Help me with my assignment in pre calculus about System of Non Linear Equations

Question

System of Non Linear Equations: Solve the following using either substitution or elimination method. Verify your answer by sketching its graph

$3x - 2y = 0\\ x^2 + (y - 1)^2 = 11$

$8x^2 - y^2 + 16y - 18 = 0\\ 2y^2 - 48x - 16y - 3 = 0$

Answer 1

I suppose that there are two independent problems.

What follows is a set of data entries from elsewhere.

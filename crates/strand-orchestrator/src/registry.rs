//! Typed worker registry.
//!
//! Dispatch is by declared capability, not by probing: every worker's
//! channel contract is validated against the schema when it is
//! registered, before anything can be invoked.

use std::collections::HashMap;
use std::sync::Arc;

use strand_contract::{StateSchema, Worker};
use thiserror::Error;

use crate::constants::ROUTER_GROUP;

/// Registration and lookup failures.
#[derive(Debug, Error)]
pub enum RegistryError {
    /// A worker with the same name is already registered.
    #[error("worker already registered: {0}")]
    DuplicateWorker(String),

    /// The worker group collides with the router's reserved group.
    #[error("worker {0} uses the reserved group \"{ROUTER_GROUP}\"")]
    ReservedGroup(String),

    /// A declared channel does not exist in the schema.
    #[error("worker {worker} declares unknown channel {channel}")]
    UnknownChannel { worker: String, channel: String },

    /// A declared write targets a channel owned by another group.
    #[error("worker {worker} (group {group}) declares write to channel {channel} owned by {owner}")]
    UnownedWrite {
        worker: String,
        group: String,
        channel: String,
        owner: String,
    },

    /// Lookup for an unregistered worker.
    #[error("worker not found: {0}")]
    WorkerNotFound(String),
}

/// Holds the workers the router may dispatch to, keyed by name.
#[derive(Clone, Default)]
pub struct WorkerRegistry {
    workers: HashMap<String, Arc<dyn Worker>>,
}

impl WorkerRegistry {
    /// Create an empty registry.
    pub fn new() -> Self {
        Self::default()
    }

    /// Register a worker after validating its channel contract against
    /// the schema.
    pub fn register(
        &mut self,
        worker: Arc<dyn Worker>,
        schema: &StateSchema,
    ) -> Result<(), RegistryError> {
        let spec = worker.spec().clone();
        if self.workers.contains_key(&spec.name) {
            return Err(RegistryError::DuplicateWorker(spec.name));
        }
        if spec.group == ROUTER_GROUP {
            return Err(RegistryError::ReservedGroup(spec.name));
        }
        for channel in &spec.reads {
            if !schema.contains(channel) {
                return Err(RegistryError::UnknownChannel {
                    worker: spec.name.clone(),
                    channel: channel.clone(),
                });
            }
        }
        for channel in &spec.writes {
            match schema.owner_of(channel) {
                None => {
                    return Err(RegistryError::UnknownChannel {
                        worker: spec.name.clone(),
                        channel: channel.clone(),
                    });
                }
                Some(owner) if owner != spec.group => {
                    return Err(RegistryError::UnownedWrite {
                        worker: spec.name.clone(),
                        group: spec.group.clone(),
                        channel: channel.clone(),
                        owner: owner.to_string(),
                    });
                }
                Some(_) => {}
            }
        }
        self.workers.insert(spec.name, worker);
        Ok(())
    }

    /// Look up a worker by name.
    pub fn get(&self, name: &str) -> Option<Arc<dyn Worker>> {
        self.workers.get(name).cloned()
    }

    /// Look up a worker, failing with a typed error.
    pub fn require(&self, name: &str) -> Result<Arc<dyn Worker>, RegistryError> {
        self.get(name)
            .ok_or_else(|| RegistryError::WorkerNotFound(name.to_string()))
    }

    /// Registered worker names, sorted.
    pub fn names(&self) -> Vec<String> {
        let mut names: Vec<String> = self.workers.keys().cloned().collect();
        names.sort();
        names
    }

    /// Number of registered workers.
    pub fn len(&self) -> usize {
        self.workers.len()
    }

    /// Whether no worker is registered.
    pub fn is_empty(&self) -> bool {
        self.workers.is_empty()
    }
}
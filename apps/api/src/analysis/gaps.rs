use crate::analysis::skills::SkillSet;

/// How many missing skills the response shows.
pub const MISSING_SKILLS_DISPLAY_LIMIT: usize = 10;

/// Job skills the resume does not mention, in the order the job posting lists them.
#[derive(Debug, Clone, Default, PartialEq)]
pub struct SkillGap {
    missing: Vec<&'static str>,
}

impl SkillGap {
    pub fn all(&self) -> &[&'static str] {
        &self.missing
    }

    pub fn for_display(&self) -> &[&'static str] {
        &self.missing[..self.missing.len().min(MISSING_SKILLS_DISPLAY_LIMIT)]
    }

    #[cfg(test)]
    pub fn is_empty(&self) -> bool {
        self.missing.is_empty()
    }
}

/// `job_skills − resume_skills`, keeping the job's discovery order.
pub fn missing_skills(resume_skills: &SkillSet, job_skills: &SkillSet) -> SkillGap {
    SkillGap {
        missing: job_skills
            .iter()
            .filter(|skill| !resume_skills.contains(skill))
            .collect(),
    }
}
use async_trait::async_trait;
use serde::{Deserialize, Serialize};

use crate::analysis::tokenizer::truncate_chars;
use crate::errors::ProviderError;
use crate::providers::embedding::{EmbeddingProvider, EmbeddingVector};
use crate::providers::ProviderHttp;

#[derive(Debug, Serialize)]
struct EmbeddingsRequest<'a> {
    model: &'a str,
    input: &'a str,
}

#[derive(Debug, Deserialize)]
struct EmbeddingsResponse {
    data: Vec<EmbeddingData>,
}

#[derive(Debug, Deserialize)]
struct EmbeddingData {
    embedding: Vec<f32>,
}

/// OpenAI-compatible `/embeddings` endpoint (secondary embedding provider).
pub struct OpenAiEmbedder {
    http: ProviderHttp,
    api_key: String,
    base_url: String,
    model: String,
}

impl OpenAiEmbedder {
    pub fn new(http: ProviderHttp, api_key: String, base_url: String, model: String) -> Self {
        Self {
            http,
            api_key,
            base_url: base_url.trim_end_matches('/').to_string(),
            model,
        }
    }
}

#[async_trait]
impl EmbeddingProvider for OpenAiEmbedder {
    fn name(&self) -> &str {
        "openai"
    }

    async fn embed(
        &self,
        text: &str,
        max_input_chars: usize,
    ) -> Result<EmbeddingVector, ProviderError> {
        let body = EmbeddingsRequest {
            model: &self.model,
            input: truncate_chars(text, max_input_chars),
        };
        let url = format!("{}/embeddings", self.base_url);

        let response: EmbeddingsResponse = self
            .http
            .send_json(self.name(), |client| {
                client.post(&url).bearer_auth(&self.api_key).json(&body)
            })
            .await?;

        response
            .data
            .into_iter()
            .next()
            .map(|d| d.embedding)
            .ok_or_else(|| ProviderError::Malformed("no embedding in response data".to_string()))
    }
}

#[cfg(test)]
mod tests {
    use super::*;
    use mockito::{Matcher, Server};
    use serde_json::json;
    use std::time::Duration;

    fn embedder(base_url: String) -> OpenAiEmbedder {
        let http = ProviderHttp::new()
            .unwrap()
            .with_backoff(Duration::from_millis(1));
        OpenAiEmbedder::new(
            http,
            "sk-test".to_string(),
            base_url,
            "text-embedding-3-small".to_string(),
        )
    }

    #[tokio::test]
    async fn test_embedding_is_read_from_data() {
        let mut server = Server::new_async().await;
        let mock = server
            .mock("POST", "/embeddings")
            .match_header("authorization", "Bearer sk-test")
            .match_body(Matcher::Json(json!({
                "model": "text-embedding-3-small",
                "input": "Kafka"
            })))
            .with_status(200)
            .with_body(r#"{"data": [{"embedding": [0.25, -0.5], "index": 0}], "model": "text-embedding-3-small"}"#)
            .create_async()
            .await;

        let vector = embedder(server.url()).embed("Kafka", 5000).await.unwrap();

        assert_eq!(vector, vec![0.25, -0.5]);
        mock.assert_async().await;
    }

    #[tokio::test]
    async fn test_empty_data_is_malformed() {
        let mut server = Server::new_async().await;
        server
            .mock("POST", "/embeddings")
            .with_status(200)
            .with_body(r#"{"data": []}"#)
            .create_async()
            .await;

        let err = embedder(server.url()).embed("Kafka", 5000).await.unwrap_err();
        assert!(matches!(err, ProviderError::Malformed(_)));
    }

    #[tokio::test]
    async fn test_quota_error_surfaces_provider_message() {
        let mut server = Server::new_async().await;
        server
            .mock("POST", "/embeddings")
            .with_status(403)
            .with_body(r#"{"error": {"message": "You exceeded your current quota", "type": "insufficient_quota"}}"#)
            .create_async()
            .await;

        let err = embedder(server.url()).embed("Kafka", 5000).await.unwrap_err();
        assert_eq!(
            err.to_string(),
            "API error (status 403): You exceeded your current quota"
        );
    }
}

For the first problem, you have $$3x - 2y = 0\tag1$$ $$x^2 + (y - 1)^2 = 11\tag 2$$

From $(1)$, eliminate $y$, that is to say $y=\frac 32x$. Plug in $(2)$ to get a quadratic equation in $x$; solve for $x$ and then, for each solution, go back to $y$.

For the second problem, you have $$8x^2 - y^2 + 16y - 18 = 0\tag 3$$ $$2y^2 - 48x - 16y - 3 = 0\tag 4$$ From $(4)$,extract $x$ and plug it in $(3)$ to get a quartic equation in $y$; solve for $y$ and then, for each solution, go back to $x$.

I am sure that you already noticed that the first ptoblem is the intersection of a straight line with a circle and that the second problem is the intersection of two conics.